I like the people in my group - I do. They are decent people. But some of them have no business doing this job. No more so than I'd have being a doctor. I don't have the skills, and no amount of support and encouragement from managers and team members would make it so. They don't have the skills.

Case in point - this multi-hour meeting. Our manager suggested that we start fresh with a very simple web app - Rails, in his suggestion was fine. I wouldn't have chosen Rails only because I'm not that familiar with it's weaknesses, and I prefer to have a more separable data store and codebase, but that's me. I have no doubt this can be done in Rails, and done well.

But not my the guys we have.

They argued that if we're going to be using Rails, then we should stick with the old app that the manager wants to throw away. He's too nice to say exactly why he wants it thrown away - and only part of them are because it's over-designed, and a horrible mess. It's also because to get anything done in it takes a week, and the speed of improvements make a glacier look like an Olympic sprinter. It's a joke.

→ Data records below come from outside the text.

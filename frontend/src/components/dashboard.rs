use yew::prelude::*;

use super::panel_classes;
use crate::coordinator::state::Tab;
use crate::coordinator::view_models::{CategoryProgressView, DashboardView};

#[derive(Properties, PartialEq)]
pub struct DashboardPanelProps {
    pub active: bool,
    pub view: Option<DashboardView>,
}

#[function_component(DashboardPanel)]
pub fn dashboard_panel(props: &DashboardPanelProps) -> Html {
    html! {
        <section id={Tab::Dashboard.panel_id()} class={panel_classes(props.active)}>
            {match &props.view {
                None => html! { <div class="card loading">{"Loading..."}</div> },
                Some(view) => dashboard_body(view),
            }}
        </section>
    }
}

fn dashboard_body(view: &DashboardView) -> Html {
    html! {
        <>
            {if view.in_learning_period {
                html! {
                    <div class="card learning-note">
                        {"📊 Still learning your spending habits. Budgets will be suggested when the learning period ends."}
                    </div>
                }
            } else {
                html! {}
            }}
            <div class="summary-cards">
                <div class="summary-card">
                    <span class="summary-label">{"Total Budget"}</span>
                    <span class="summary-value">{&view.total_budget}</span>
                </div>
                <div class="summary-card">
                    <span class="summary-label">{"Total Spent"}</span>
                    <span class="summary-value">{&view.total_spent}</span>
                </div>
                <div class="summary-card">
                    <span class="summary-label">{"Remaining"}</span>
                    <span class="summary-value">{&view.total_remaining}</span>
                </div>
            </div>
            <div class="card">
                <h2>{"This Month by Category"}</h2>
                {if view.shows_no_budget_message() {
                    html! {
                        <p class="empty-state">
                            {"No budgets set yet. Set them up in the Budget Setup tab."}
                        </p>
                    }
                } else {
                    html! { <>{for view.categories.iter().map(category_progress)}</> }
                }}
            </div>
        </>
    }
}

fn category_progress(row: &CategoryProgressView) -> Html {
    html! {
        <div class={classes!("category-progress", row.status_class)}>
            <div class="category-progress-header">
                <span class="category-name">{&row.category}</span>
                <span class="category-amounts">{&row.amount_summary}</span>
            </div>
            <div class="progress-bar">
                <div class="progress-fill" style={format!("width: {:.1}%", row.fill_percent)}></div>
            </div>
            <div class="category-progress-footer">
                <span>{&row.used_label}</span>
                <span>{&row.remaining_label}</span>
            </div>
        </div>
    }
}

But it's the devil they know, and rather than admit that, they want to move to Node.js, as that's something they know better. In truth, I don't know that Node.js is bad, or good - or how it interacts with databases, etc. But that's not the point I'm trying to make - it's the acceptance of the lack of skill, and the effort required to gain that skill. They don't see it as a problem.

So I tried to help guide a few of their decisions today, and it was soon clear that they really had no business being involved at this level, and they were totally unaware of this fact. So I had to just shut up. That's the kindest I can be to these guys. Let them make their own mistakes, and maybe they will learn. If not, then the manager will learn, and if not him, then his manager - until someone has the good sense to start moving people around and clearing out the dead weight.

I miss that from Finance.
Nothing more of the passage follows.